Optimal Design of English Auctions with Discrete bid Levels

Etty David, Alex Rogers, Jeremy Schiff, Sarit Kraus and Nick Jennings

In Proceedings of the 6th ACM conference on Electronic Commerce 2005, Vancouver, BC, Canada June 5-8, 2005.

In this paper we consider a common form of the English auction that is widely used in online Internet auctions. This discrete bid auction requires that the bidders may only submit bids which meet some predetermined discrete bid levels and, thus, there exists a minimal increment with which a bidder may raise the current price. In contrast, the academic literature of optimal auction design deals almost solely with continuous bid auctions, and, as a result, there is little practical guidance as to how an auctioneer, who is seeking to maximise his revenue, should determine the number and value of these discrete bid levels. Consequently, in current online auctions, a fixed bid increment is commonly implemented, despite this having been shown to be optimal in only limited cases.Given this background, in this paper, our aim is to provide the optimal auction design for an English auction with discrete bid levels.
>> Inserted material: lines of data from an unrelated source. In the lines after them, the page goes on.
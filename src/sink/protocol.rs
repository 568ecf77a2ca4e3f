//! Protocol-stream sink: plan, encode, stream to a device channel.

use async_trait::async_trait;
use tracing::info;

use super::{PrintReport, Sink, SinkOptions};
use crate::error::Result;
use crate::ir::{Encoder, FsAssets, Planner};
use crate::layout::Document;
use crate::printer::PrinterDescriptor;
use crate::protocol::codepage::Codepage;
use crate::transport::{CancellationToken, Spooler, TransportTarget};

pub struct ProtocolSink {
    descriptor: PrinterDescriptor,
    target: TransportTarget,
    assets: FsAssets,
    spooler: Spooler,
    cancel: CancellationToken,
}

impl ProtocolSink {
    pub fn new(descriptor: PrinterDescriptor, target: TransportTarget, options: &SinkOptions) -> Self {
        Self {
            descriptor,
            target,
            assets: FsAssets::new(options.asset_root.clone()),
            spooler: options.spooler.clone(),
            cancel: options.cancel.clone(),
        }
    }

    pub fn target(&self) -> &TransportTarget {
        &self.target
    }
}

#[async_trait]
impl Sink for ProtocolSink {
    fn descriptor(&self) -> &PrinterDescriptor {
        &self.descriptor
    }

    async fn print(&self, document: &Document) -> Result<PrintReport> {
        let codepage = Codepage::from_id(self.descriptor.codepage);
        let mut plan = Planner::new(codepage, self.descriptor.max_dots, &self.assets).plan(document);
        let mut job = Encoder::default().encode(&plan);
        info!(
            printer = %self.descriptor.name,
            commands = plan.len(),
            bytes = job.byte_len(),
            "protocol job encoded"
        );

        let bytes = self
            .spooler
            .submit(&self.target, &job, self.descriptor.timeout(), &self.cancel)
            .await?;

        let mut skipped = std::mem::take(&mut plan.skipped);
        skipped.append(&mut job.skipped);
        Ok(PrintReport {
            destination: self.target.device(),
            bytes,
            skipped,
        })
    }
}
//! # Layout
//!
//! Fixed-width text layout for template lines.
//!
//! - [`formatters`]: one formatter per alignment directive
//! - [`justify`]: `<J>` column alignment and proportional compression
//! - [`document`]: the orchestrator that builds a [`Document`] from lines

pub mod document;
pub mod formatters;
pub mod justify;

pub use document::{Document, FormatKind, LineFormatter, format};
pub use formatters::Fitted;
pub use justify::ColumnWidths;
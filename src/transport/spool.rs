//! System spooler submission through `lp`.
//!
//! Raw jobs (`-o raw`) carry device protocol bytes that CUPS passes to the
//! printer untouched; document jobs carry HTML that the queue's filters
//! render.

use std::io;
use std::process::{ExitStatus, Stdio};

use tokio::io::AsyncWriteExt;
use tokio::process::{Child, ChildStdin, Command};
use tracing::debug;

/// Spooler client binary.
pub const LP: &str = "lp";

/// Arguments for one `lp` submission reading from stdin.
pub fn lp_args(queue: &str, raw: bool, title: Option<&str>) -> Vec<String> {
    let mut args = Vec::new();
    if !queue.is_empty() {
        args.push("-d".to_string());
        args.push(queue.to_string());
    }
    if let Some(title) = title {
        args.push("-t".to_string());
        args.push(title.to_string());
    }
    if raw {
        args.push("-o".to_string());
        args.push("raw".to_string());
    }
    args
}

/// A running `lp` process fed through its stdin.
#[derive(Debug)]
pub struct SpoolJob {
    child: Child,
    stdin: Option<ChildStdin>,
}

impl SpoolJob {
    pub fn spawn(queue: &str, raw: bool, title: Option<&str>) -> io::Result<Self> {
        let args = lp_args(queue, raw, title);
        debug!(?args, "spawning lp");
        let mut child = Command::new(LP)
            .args(&args)
            .stdin(Stdio::piped())
            .stdout(Stdio::null())
            .stderr(Stdio::piped())
            .kill_on_drop(true)
            .spawn()?;
        let stdin = child.stdin.take();
        Ok(Self { child, stdin })
    }

    fn stdin(&mut self) -> io::Result<&mut ChildStdin> {
        self.stdin
            .as_mut()
            .ok_or_else(|| io::Error::new(io::ErrorKind::BrokenPipe, "lp stdin closed"))
    }

    pub async fn write(&mut self, buf: &[u8]) -> io::Result<usize> {
        self.stdin()?.write(buf).await
    }

    pub async fn write_all(&mut self, buf: &[u8]) -> io::Result<()> {
        self.stdin()?.write_all(buf).await
    }

    pub async fn flush(&mut self) -> io::Result<()> {
        self.stdin()?.flush().await
    }

    /// Close stdin and wait for `lp` to accept the job.
    pub async fn finish(mut self) -> io::Result<()> {
        if let Some(mut stdin) = self.stdin.take() {
            stdin.shutdown().await?;
        }
        let output = self.child.wait_with_output().await?;
        check_status(output.status, &output.stderr)
    }
}

fn check_status(status: ExitStatus, stderr: &[u8]) -> io::Result<()> {
    if status.success() {
        return Ok(());
    }
    Err(io::Error::other(format!(
        "lp exited with {}: {}",
        status,
        String::from_utf8_lossy(stderr).trim()
    )))
}

#[cfg(test)]
mod tests {
    use super::*;

    #[test]
    fn test_raw_args() {
        assert_eq!(lp_args("kitchen", true, None), vec!["-d", "kitchen", "-o", "raw"]);
    }

    #[test]
    fn test_document_args_with_title() {
        assert_eq!(lp_args("", false, Some("Order 12")), vec!["-t", "Order 12"]);
    }
}
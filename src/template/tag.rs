//! # Format Tag Extractor
//!
//! Parses the leading directive off a template line.
//!
//! ## Directive Grammar
//!
//! Directives are case-insensitive and enclosed in angle brackets at the very
//! start of the line:
//!
//! ```text
//! <NAME[digits][:args]>content
//!
//! <L>Left text          left align, pad to width
//! <C10>Big              center, font width x2 (digit 1), height x1 (digit 0)
//! <J:1.4>Item|Qty|Price justify with proportional ratio 1.4
//! <BEEP:2,5>            buzzer, 2 beeps of 5 x 100ms
//! <BMP:logo.png>        raster image
//! ```
//!
//! | Tag | Kind | Parameters |
//! |-----|------|------------|
//! | `L` `R` `C` | alignment | font width/height digits |
//! | `T` | title banner | font digits |
//! | `BX` | box | font digits |
//! | `F` | horizontal rule | fill char is the content |
//! | `J` | justify | `:ratio` |
//! | `EB` / `DB` | bold on / off | — |
//! | `CUT` | paper cut | `:feed_lines` |
//! | `BEEP` | buzzer | `:count,duration` |
//! | `DRAWER` | drawer kick | `:pin` |
//! | `BMP` | raster image | `:path[,skip]` |
//! | `BAR` | 1D barcode | `:symbology[,module]` |
//! | `QR` | QR code | `:ecc[,module]` |
//! | `XCT` | raw bytes | `:b1,b2,...` |
//! | `LF` | line feed | `:lines` |
//! | `WAIT` | pause | `:milliseconds` |
//!
//! Anything else is a Generic line whose content is the whole line.

/// Directive kinds recognised at the start of a template line.
#[derive(Debug, Clone, Copy, PartialEq, Eq, Default)]
pub enum TagKind {
    #[default]
    Generic,
    Left,
    Right,
    Center,
    Title,
    Box,
    Rule,
    Justify,
    BoldOn,
    BoldOff,
    Cut,
    Beep,
    Drawer,
    Bitmap,
    Barcode,
    Qr,
    RawExec,
    Feed,
    Wait,
}

impl TagKind {
    /// Look up a directive name (already upper-cased).
    pub fn from_name(name: &str) -> Option<Self> {
        let kind = match name {
            "L" => TagKind::Left,
            "R" => TagKind::Right,
            "C" => TagKind::Center,
            "T" => TagKind::Title,
            "BX" => TagKind::Box,
            "F" => TagKind::Rule,
            "J" => TagKind::Justify,
            "EB" => TagKind::BoldOn,
            "DB" => TagKind::BoldOff,
            "CUT" => TagKind::Cut,
            "BEEP" => TagKind::Beep,
            "DRAWER" => TagKind::Drawer,
            "BMP" => TagKind::Bitmap,
            "BAR" => TagKind::Barcode,
            "QR" => TagKind::Qr,
            "XCT" => TagKind::RawExec,
            "LF" => TagKind::Feed,
            "WAIT" => TagKind::Wait,
            _ => return None,
        };
        Some(kind)
    }

    /// Control directives render to nothing in the text view.
    pub fn is_control(&self) -> bool {
        matches!(
            self,
            TagKind::BoldOn
                | TagKind::BoldOff
                | TagKind::Cut
                | TagKind::Beep
                | TagKind::Drawer
                | TagKind::Bitmap
                | TagKind::Barcode
                | TagKind::Qr
                | TagKind::RawExec
                | TagKind::Feed
                | TagKind::Wait
        )
    }
}

/// A parsed directive.
#[derive(Debug, Clone, PartialEq, Default)]
pub struct FormatTag {
    pub kind: TagKind,
    /// Font width multiplier digit (0 = normal, 1 = double, ...)
    pub width: u8,
    /// Font height multiplier digit
    pub height: u8,
    /// Proportional-font ratio for `<J:ratio>`
    pub ratio: Option<f32>,
    /// Comma separated arguments after `:`
    pub args: Vec<String>,
}

impl FormatTag {
    /// First argument parsed as a number, or `default` when absent/garbled.
    pub fn arg_u8(&self, index: usize, default: u8) -> u8 {
        self.args
            .get(index)
            .and_then(|a| a.trim().parse().ok())
            .unwrap_or(default)
    }

    pub fn arg_str(&self, index: usize) -> Option<&str> {
        self.args
            .get(index)
            .map(|a| a.trim())
            .filter(|a| !a.is_empty())
    }

    /// Effective proportional ratio (1.0 when absent).
    pub fn ratio(&self) -> f32 {
        self.ratio.unwrap_or(1.0)
    }
}

/// Result of extracting the directive from one line.
#[derive(Debug, Clone, PartialEq)]
pub struct Extracted {
    pub tag: FormatTag,
    /// Line content with the directive removed
    pub content: String,
    /// Set when the directive was unknown or had unparsable parameters
    pub issue: Option<String>,
}

/// Maximum font multiplier digit accepted by the size command.
const MAX_FONT_MULT: u8 = 7;

/// Split a template line into its directive and content.
///
/// Never fails: unknown directives fall back to [`TagKind::Generic`] with the
/// full line as content, and garbled numbers default to 0.
///
/// ```
/// use tagprint::template::{extract, TagKind};
///
/// let e = extract("<c10>TOTAL");
/// assert_eq!(e.tag.kind, TagKind::Center);
/// assert_eq!(e.tag.width, 1);
/// assert_eq!(e.content, "TOTAL");
/// ```
pub fn extract(line: &str) -> Extracted {
    let generic = |issue: Option<String>| Extracted {
        tag: FormatTag::default(),
        content: line.to_string(),
        issue,
    };

    let Some(rest) = line.strip_prefix('<') else {
        return generic(None);
    };
    let Some(end) = rest.find('>') else {
        return generic(None);
    };

    let inner = &rest[..end];
    let content = &rest[end + 1..];

    let name_len = inner
        .find(|c: char| !c.is_ascii_alphabetic())
        .unwrap_or(inner.len());
    let name = inner[..name_len].to_ascii_uppercase();

    let Some(kind) = TagKind::from_name(&name) else {
        return generic(Some(format!("unknown directive <{}>", &inner)));
    };

    let params = &inner[name_len..];
    let (positional, args) = match params.split_once(':') {
        Some((p, a)) => (p, Some(a)),
        None => (params, None),
    };

    let mut issue = None;
    let mut digits = [0u8; 2];
    for (i, ch) in positional.trim().chars().take(2).enumerate() {
        match ch.to_digit(10) {
            Some(d) => digits[i] = (d as u8).min(MAX_FONT_MULT),
            None => {
                issue = Some(format!("non-numeric size '{}' in <{}>", positional, inner));
            }
        }
    }

    let mut tag = FormatTag {
        kind,
        width: digits[0],
        height: digits[1],
        ratio: None,
        args: Vec::new(),
    };

    if let Some(args) = args {
        match kind {
            TagKind::Justify => match args.trim().parse::<f32>() {
                Ok(r) if r.is_finite() && r > 0.0 => tag.ratio = Some(r),
                _ => issue = Some(format!("invalid justify ratio '{}'", args)),
            },
            TagKind::Bitmap => {
                // Paths may contain commas; only a trailing numeric field is a skip count.
                match args.rsplit_once(',') {
                    Some((path, skip)) if skip.trim().parse::<u8>().is_ok() => {
                        tag.args = vec![path.to_string(), skip.trim().to_string()];
                    }
                    _ => tag.args = vec![args.to_string()],
                }
            }
            _ => tag.args = args.split(',').map(|a| a.trim().to_string()).collect(),
        }
    }

    Extracted {
        tag,
        content: content.to_string(),
        issue,
    }
}

#[cfg(test)]
mod tests {
    use super::*;

    #[test]
    fn test_no_directive_is_generic() {
        let e = extract("Plain text");
        assert_eq!(e.tag.kind, TagKind::Generic);
        assert_eq!(e.content, "Plain text");
        assert!(e.issue.is_none());
    }

    #[test]
    fn test_alignment_tags() {
        assert_eq!(extract("<L>a").tag.kind, TagKind::Left);
        assert_eq!(extract("<r>a").tag.kind, TagKind::Right);
        assert_eq!(extract("<C>a").tag.kind, TagKind::Center);
        assert_eq!(extract("<T>a").tag.kind, TagKind::Title);
        assert_eq!(extract("<bx>a").tag.kind, TagKind::Box);
        assert_eq!(extract("<F>=").tag.kind, TagKind::Rule);
    }

    #[test]
    fn test_font_digits() {
        let e = extract("<L12>Hello");
        assert_eq!(e.tag.width, 1);
        assert_eq!(e.tag.height, 2);
        assert_eq!(e.content, "Hello");
    }

    #[test]
    fn test_malformed_digits_default_to_zero() {
        let e = extract("<LX1>Hello");
        assert_eq!(e.tag.kind, TagKind::Generic);

        let e = extract("<L1X>Hello");
        assert_eq!(e.tag.kind, TagKind::Left);
        assert_eq!(e.tag.width, 1);
        assert_eq!(e.tag.height, 0);
        assert_eq!(e.content, "Hello");
        assert!(e.issue.is_some());
    }

    #[test]
    fn test_font_digits_clamp() {
        let e = extract("<C99>x");
        assert_eq!(e.tag.width, 7);
        assert_eq!(e.tag.height, 7);
    }

    #[test]
    fn test_justify_ratio() {
        let e = extract("<J:1.5>A|B");
        assert_eq!(e.tag.kind, TagKind::Justify);
        assert_eq!(e.tag.ratio, Some(1.5));
        assert_eq!(e.content, "A|B");

        let e = extract("<J>A|B");
        assert_eq!(e.tag.ratio(), 1.0);
    }

    #[test]
    fn test_bad_ratio_reported() {
        let e = extract("<J:abc>A|B");
        assert_eq!(e.tag.kind, TagKind::Justify);
        assert_eq!(e.tag.ratio, None);
        assert!(e.issue.is_some());
    }

    #[test]
    fn test_control_tags() {
        let e = extract("<BEEP:2,5>");
        assert_eq!(e.tag.kind, TagKind::Beep);
        assert_eq!(e.tag.arg_u8(0, 0), 2);
        assert_eq!(e.tag.arg_u8(1, 0), 5);
        assert!(e.tag.kind.is_control());

        assert_eq!(extract("<EB>").tag.kind, TagKind::BoldOn);
        assert_eq!(extract("<db>").tag.kind, TagKind::BoldOff);
        assert_eq!(extract("<CUT>").tag.kind, TagKind::Cut);
        assert_eq!(extract("<drawer>").tag.kind, TagKind::Drawer);
        assert_eq!(extract("<LF:3>").tag.kind, TagKind::Feed);
        assert_eq!(extract("<WAIT:500>").tag.kind, TagKind::Wait);
    }

    #[test]
    fn test_bitmap_path_preserves_case() {
        let e = extract("<BMP:Images/Logo.PNG>");
        assert_eq!(e.tag.kind, TagKind::Bitmap);
        assert_eq!(e.tag.arg_str(0), Some("Images/Logo.PNG"));

        let e = extract("<bmp:a,b.png,4>");
        assert_eq!(e.tag.arg_str(0), Some("a,b.png"));
        assert_eq!(e.tag.arg_u8(1, 0), 4);
    }

    #[test]
    fn test_barcode_and_qr_args() {
        let e = extract("<BAR:code128,3>12345");
        assert_eq!(e.tag.kind, TagKind::Barcode);
        assert_eq!(e.tag.arg_str(0), Some("code128"));
        assert_eq!(e.tag.arg_u8(1, 2), 3);
        assert_eq!(e.content, "12345");

        let e = extract("<QR:H>https://example.com");
        assert_eq!(e.tag.kind, TagKind::Qr);
        assert_eq!(e.tag.arg_str(0), Some("H"));
    }

    #[test]
    fn test_raw_exec_bytes() {
        let e = extract("<XCT:27,112,0,25,250>");
        assert_eq!(e.tag.kind, TagKind::RawExec);
        assert_eq!(e.tag.args, vec!["27", "112", "0", "25", "250"]);
    }

    #[test]
    fn test_unknown_directive_keeps_line() {
        let e = extract("<b>bold</b>");
        assert_eq!(e.tag.kind, TagKind::Generic);
        assert_eq!(e.content, "<b>bold</b>");
        assert!(e.issue.is_some());
    }

    #[test]
    fn test_unterminated_directive() {
        let e = extract("<L no close");
        assert_eq!(e.tag.kind, TagKind::Generic);
        assert_eq!(e.content, "<L no close");
    }
}
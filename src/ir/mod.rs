//! # Intermediate Representation (IR)
//!
//! The IR sits between the formatted document and raw ESC/POS bytes.
//!
//! ## Architecture
//!
//! ```text
//! ┌──────────┐     ┌─────────────┐     ┌────────────────┐     ┌──────────┐
//! │ Document │ ──► │   Planner   │ ──► │  CommandPlan   │ ──► │ Encoder  │
//! │ (lines)  │     │ (assets,cp) │     │(DeviceCommand) │     │ (bytes)  │
//! └──────────┘     └─────────────┘     └────────────────┘     └──────────┘
//! ```
//!
//! ## Example
//!
//! ```
//! use tagprint::ir::{CommandPlan, DeviceCommand, FsAssets, Planner};
//! use tagprint::layout::Document;
//! use tagprint::protocol::codepage::Codepage;
//!
//! let doc = Document::build(&["<C>HELLO", "<CUT>"], 20);
//! let assets = FsAssets::new(".");
//! let plan = Planner::new(Codepage::Cp437, 576, &assets).plan(&doc);
//!
//! // Inspect the IR
//! assert_eq!(plan.commands[0], DeviceCommand::Init);
//!
//! let bytes = plan.to_bytes();
//! assert!(bytes.ends_with(&[0x1D, 0x56, 0x42, 0x00]));
//! ```

mod codegen;
mod ops;
mod plan;

pub use codegen::{EncodedJob, Encoder, Segment, encode_text};
pub use ops::{CommandPlan, DeviceCommand};
pub use plan::{AssetLoader, DEFAULT_BEEP_COUNT, DEFAULT_BEEP_DURATION, FsAssets, Planner};
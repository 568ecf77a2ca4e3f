//! # Serial Transport
//!
//! Serial and USB-serial printers show up as device nodes (`/dev/ttyUSB0`,
//! `/dev/ttyACM0`, `/dev/rfcomm0` for Bluetooth SPP). The node is opened
//! write-only and, when it is a terminal, switched to raw mode so binary
//! data passes through unmodified:
//!
//! - **No input processing**: IGNBRK, BRKINT, PARMRK, ISTRIP, INLCR, IGNCR,
//!   ICRNL cleared
//! - **No software flow control**: IXON, IXOFF, IXANY cleared, since 0x11
//!   and 0x13 appear in raster data
//! - **No output processing**: OPOST cleared (no LF to CRLF)
//! - **8-bit characters**: CS8, no parity
//! - **Non-canonical, no echo**: ICANON, ECHO, ECHONL, ISIG, IEXTEN cleared
//!
//! Anything that is not a terminal (a FIFO, a plain file) is written as is.

use std::fs::OpenOptions;
use std::io;
use std::os::unix::io::AsRawFd;
use std::path::{Path, PathBuf};

use tracing::debug;

use crate::error::{Result, TagprintError};

/// Open a device node for writing.
///
/// Opening a tty can block on carrier detect, so the open and the raw-mode
/// setup run on the blocking pool.
pub async fn open(path: &Path) -> Result<tokio::fs::File> {
    let owned = path.to_path_buf();
    let file = tokio::task::spawn_blocking(move || open_raw(owned))
        .await
        .map_err(|e| TagprintError::TransportUnavailable {
            device: path.display().to_string(),
            reason: e.to_string(),
        })??;
    Ok(tokio::fs::File::from_std(file))
}

fn open_raw(path: PathBuf) -> Result<std::fs::File> {
    let device = path.display().to_string();
    let file = OpenOptions::new()
        .write(true)
        .open(&path)
        .map_err(|e| TagprintError::TransportUnavailable {
            device: device.clone(),
            reason: e.to_string(),
        })?;

    let fd = file.as_raw_fd();
    if is_tty(fd) {
        configure_tty_raw(fd).map_err(|e| TagprintError::TransportUnavailable {
            device: device.clone(),
            reason: format!("raw mode: {}", e),
        })?;
        debug!(%device, "tty configured for raw output");
    }

    Ok(file)
}

fn is_tty(fd: i32) -> bool {
    unsafe { libc::isatty(fd) == 1 }
}

fn configure_tty_raw(fd: i32) -> io::Result<()> {
    use std::mem::MaybeUninit;

    let mut termios = MaybeUninit::uninit();
    if unsafe { libc::tcgetattr(fd, termios.as_mut_ptr()) } != 0 {
        return Err(io::Error::last_os_error());
    }
    let mut termios = unsafe { termios.assume_init() };

    termios.c_iflag &= !(libc::IGNBRK
        | libc::BRKINT
        | libc::PARMRK
        | libc::ISTRIP
        | libc::INLCR
        | libc::IGNCR
        | libc::ICRNL
        | libc::IXON
        | libc::IXOFF
        | libc::IXANY);
    termios.c_oflag &= !libc::OPOST;
    termios.c_lflag &= !(libc::ECHO | libc::ECHONL | libc::ICANON | libc::ISIG | libc::IEXTEN);
    termios.c_cflag &= !(libc::CSIZE | libc::PARENB);
    termios.c_cflag |= libc::CS8;

    if unsafe { libc::tcsetattr(fd, libc::TCSANOW, &termios) } != 0 {
        return Err(io::Error::last_os_error());
    }
    Ok(())
}

// ============================================================================
// TESTS
// ============================================================================
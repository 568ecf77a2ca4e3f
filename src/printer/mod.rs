//! # Printer Module
//!
//! Printer descriptors and paper presets.
//!
//! ## Modules
//!
//! - [`config`]: descriptors, transport kinds and JSON loading

pub mod config;

pub use config::{PaperPreset, PrinterDescriptor, TransportKind, select};
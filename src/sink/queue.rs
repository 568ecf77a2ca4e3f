//! Rich-text sinks and the print queues they submit to.

use std::path::PathBuf;

use async_trait::async_trait;
use tracing::{info, instrument};
use uuid::Uuid;

use super::{PrintReport, Sink};
use crate::error::{Result, TagprintError};
use crate::layout::Document;
use crate::markup::to_repaired;
use crate::printer::PrinterDescriptor;
use crate::rich::RichDocument;
use crate::transport::{SpoolJob, Spooler};

/// A destination accepting HTML documents.
#[async_trait]
pub trait PrintQueue: Send + Sync {
    /// Queue identifier for logs and locks.
    fn name(&self) -> String;

    /// Submit one document; returns where it went.
    async fn submit(&self, title: &str, html: &str) -> Result<String>;
}

/// A system queue reached through `lp`.
#[derive(Debug, Clone)]
pub struct LpQueue {
    queue: String,
}

impl LpQueue {
    /// `queue` may be empty for the default destination.
    pub fn new(queue: impl Into<String>) -> Self {
        Self {
            queue: queue.into(),
        }
    }
}

#[async_trait]
impl PrintQueue for LpQueue {
    fn name(&self) -> String {
        if self.queue.is_empty() {
            "lp".to_string()
        } else {
            format!("lp:{}", self.queue)
        }
    }

    #[instrument(skip(self, html), fields(queue = %self.name()))]
    async fn submit(&self, title: &str, html: &str) -> Result<String> {
        let device = self.name();
        let mut job = SpoolJob::spawn(&self.queue, false, Some(title)).map_err(|e| {
            TagprintError::TransportUnavailable {
                device: device.clone(),
                reason: e.to_string(),
            }
        })?;
        let failed = |offset: usize, e: std::io::Error| TagprintError::TransportFailed {
            device: device.clone(),
            offset,
            reason: e.to_string(),
        };
        job.write_all(html.as_bytes())
            .await
            .map_err(|e| failed(0, e))?;
        job.finish().await.map_err(|e| failed(html.len(), e))?;
        Ok(device)
    }
}

/// Writes each document as `<uuid>.html` into a directory.
#[derive(Debug, Clone)]
pub struct DirectoryQueue {
    dir: PathBuf,
}

impl DirectoryQueue {
    pub fn new(dir: impl Into<PathBuf>) -> Self {
        Self { dir: dir.into() }
    }
}

#[async_trait]
impl PrintQueue for DirectoryQueue {
    fn name(&self) -> String {
        self.dir.display().to_string()
    }

    async fn submit(&self, _title: &str, html: &str) -> Result<String> {
        let unavailable = |e: std::io::Error| TagprintError::TransportUnavailable {
            device: self.name(),
            reason: e.to_string(),
        };
        tokio::fs::create_dir_all(&self.dir)
            .await
            .map_err(unavailable)?;
        let path = self.dir.join(format!("{}.html", Uuid::new_v4()));
        tokio::fs::write(&path, html).await.map_err(unavailable)?;
        Ok(path.display().to_string())
    }
}

/// How a document becomes rich text.
#[derive(Debug, Clone, Copy, PartialEq, Eq)]
pub enum DocumentFlavor {
    /// One monospace paragraph per printed row
    RichText,
    /// Through HTML and the lenient repair parser
    Html,
}

pub struct QueueSink {
    descriptor: PrinterDescriptor,
    flavor: DocumentFlavor,
    queue: Box<dyn PrintQueue>,
    spooler: Spooler,
}

impl QueueSink {
    pub fn new(
        descriptor: PrinterDescriptor,
        flavor: DocumentFlavor,
        queue: Box<dyn PrintQueue>,
        spooler: Spooler,
    ) -> Self {
        Self {
            descriptor,
            flavor,
            queue,
            spooler,
        }
    }

    /// The rich document for `document`, plus markup issues met on the way.
    pub fn render(&self, document: &Document) -> (RichDocument, Vec<TagprintError>) {
        match self.flavor {
            DocumentFlavor::RichText => (RichDocument::from_document(document), Vec::new()),
            DocumentFlavor::Html => {
                let repaired = to_repaired(document);
                (RichDocument::from_markup(&repaired.root), repaired.issues)
            }
        }
    }
}

#[async_trait]
impl Sink for QueueSink {
    fn descriptor(&self) -> &PrinterDescriptor {
        &self.descriptor
    }

    async fn print(&self, document: &Document) -> Result<PrintReport> {
        let (rich, skipped) = self.render(document);
        let html = rich.to_html(&self.descriptor.name);
        let device = self.queue.name();

        let _guard = self.spooler.acquire(&device).await;
        let destination = tokio::time::timeout(
            self.descriptor.timeout(),
            self.queue.submit(&self.descriptor.name, &html),
        )
        .await
        .map_err(|_| TagprintError::Timeout {
            device: device.clone(),
            offset: 0,
        })??;

        info!(%destination, bytes = html.len(), "document submitted");
        Ok(PrintReport {
            destination,
            bytes: html.len(),
            skipped,
        })
    }
}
To this end, we derive an expression that relates the expected revenue of the auction, to the actual discrete bid levels im-plemented, the number of bidders participating, and the distribution from which the bidders draw their private independent valuations. We use this expression to derive numerical and analytical solutions for the optimal bid levels in the general case. To compare these results with previous work, we apply these solutions to an example, where bidders' valuations are drawn from a uniform distribution. In this case, we prove that when there are more than two bidders, a decreasing bid increment is optimal and we show that the optimal reserve price of the auction increases as the number of bidders increases. Finally, we compare the properties of an auction in which optimal bid levels are used, to the standard auction approach which implements a fixed bid increment. In so doing, we show that the optimal bid levels result in improvements in the revenue, duration and allocative efficiency of the auction.